• [WORK REQUIRED]:
Everything from the first line of the material below through the line containing "use tracing::info;" is to be printed exactly, and nothing more.

• [INPUT FOR THIS TASK]:
____________

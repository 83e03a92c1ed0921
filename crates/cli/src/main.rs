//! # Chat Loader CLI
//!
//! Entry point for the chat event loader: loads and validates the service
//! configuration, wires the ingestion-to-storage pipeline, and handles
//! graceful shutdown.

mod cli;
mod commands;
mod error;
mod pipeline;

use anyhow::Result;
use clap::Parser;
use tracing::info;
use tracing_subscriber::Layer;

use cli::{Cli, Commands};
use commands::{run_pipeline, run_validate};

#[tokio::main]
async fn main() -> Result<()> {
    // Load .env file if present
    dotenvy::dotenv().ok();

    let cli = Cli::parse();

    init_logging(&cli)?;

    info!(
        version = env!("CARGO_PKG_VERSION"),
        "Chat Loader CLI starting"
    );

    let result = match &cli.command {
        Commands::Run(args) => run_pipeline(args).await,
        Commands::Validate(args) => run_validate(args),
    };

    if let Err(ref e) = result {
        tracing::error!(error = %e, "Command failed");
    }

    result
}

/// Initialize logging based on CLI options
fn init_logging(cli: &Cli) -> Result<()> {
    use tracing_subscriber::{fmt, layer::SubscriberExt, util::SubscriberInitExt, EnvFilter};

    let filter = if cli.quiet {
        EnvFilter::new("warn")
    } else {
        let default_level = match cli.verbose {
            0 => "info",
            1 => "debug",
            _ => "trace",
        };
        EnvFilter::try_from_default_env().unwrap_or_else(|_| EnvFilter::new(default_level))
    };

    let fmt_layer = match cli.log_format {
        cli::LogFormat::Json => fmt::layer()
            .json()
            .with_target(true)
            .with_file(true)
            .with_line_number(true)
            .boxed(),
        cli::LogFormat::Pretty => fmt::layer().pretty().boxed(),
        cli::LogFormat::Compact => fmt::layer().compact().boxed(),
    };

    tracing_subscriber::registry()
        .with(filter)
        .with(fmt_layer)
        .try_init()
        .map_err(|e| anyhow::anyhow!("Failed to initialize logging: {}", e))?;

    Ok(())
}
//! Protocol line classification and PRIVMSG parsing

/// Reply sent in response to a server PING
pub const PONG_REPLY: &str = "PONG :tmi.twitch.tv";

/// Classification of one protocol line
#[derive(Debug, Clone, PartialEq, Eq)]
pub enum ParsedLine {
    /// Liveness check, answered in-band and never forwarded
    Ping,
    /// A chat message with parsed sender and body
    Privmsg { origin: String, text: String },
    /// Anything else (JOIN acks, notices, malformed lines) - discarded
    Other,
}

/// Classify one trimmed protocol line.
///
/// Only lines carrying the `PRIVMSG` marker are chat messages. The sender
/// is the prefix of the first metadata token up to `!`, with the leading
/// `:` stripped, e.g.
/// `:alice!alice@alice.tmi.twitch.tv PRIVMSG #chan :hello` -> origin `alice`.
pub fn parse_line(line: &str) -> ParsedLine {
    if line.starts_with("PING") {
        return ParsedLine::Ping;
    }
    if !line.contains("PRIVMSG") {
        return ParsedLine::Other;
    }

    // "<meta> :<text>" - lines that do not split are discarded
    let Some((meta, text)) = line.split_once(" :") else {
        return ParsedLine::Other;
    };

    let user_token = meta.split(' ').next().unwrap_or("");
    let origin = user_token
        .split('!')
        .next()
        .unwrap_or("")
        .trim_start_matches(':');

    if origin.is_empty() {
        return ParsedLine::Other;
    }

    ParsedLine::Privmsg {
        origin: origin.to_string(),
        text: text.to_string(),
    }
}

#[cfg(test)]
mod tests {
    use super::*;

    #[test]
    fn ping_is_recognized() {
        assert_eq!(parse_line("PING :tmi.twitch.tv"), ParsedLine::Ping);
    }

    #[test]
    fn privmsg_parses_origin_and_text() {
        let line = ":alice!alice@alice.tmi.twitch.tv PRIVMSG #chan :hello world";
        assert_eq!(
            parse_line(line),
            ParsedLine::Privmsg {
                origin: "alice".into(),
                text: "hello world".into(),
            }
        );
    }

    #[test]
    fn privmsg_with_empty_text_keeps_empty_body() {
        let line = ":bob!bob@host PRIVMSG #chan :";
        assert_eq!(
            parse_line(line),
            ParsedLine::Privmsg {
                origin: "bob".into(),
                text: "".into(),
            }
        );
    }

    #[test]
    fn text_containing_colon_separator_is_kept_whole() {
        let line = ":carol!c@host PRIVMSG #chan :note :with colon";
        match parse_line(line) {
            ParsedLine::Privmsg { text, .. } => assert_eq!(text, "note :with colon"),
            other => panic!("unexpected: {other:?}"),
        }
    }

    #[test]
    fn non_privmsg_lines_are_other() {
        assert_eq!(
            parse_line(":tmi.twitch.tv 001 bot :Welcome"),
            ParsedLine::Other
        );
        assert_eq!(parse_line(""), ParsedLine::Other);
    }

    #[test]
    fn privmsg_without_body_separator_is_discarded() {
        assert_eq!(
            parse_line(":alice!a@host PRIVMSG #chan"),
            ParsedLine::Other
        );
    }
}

____________

• [RESULT OF THIS TASK]:
repository 83e03a92c1ed0921
filename crates/cli/src/main.rs
//! # Chat Loader CLI
//!
//! Entry point for the chat event loader: loads and validates the service
//! configuration, wires the ingestion-to-storage pipeline, and handles
//! graceful shutdown.

mod cli;
mod commands;
mod error;
mod pipeline;

use anyhow::Result;
use clap::Parser;
use tracing::info;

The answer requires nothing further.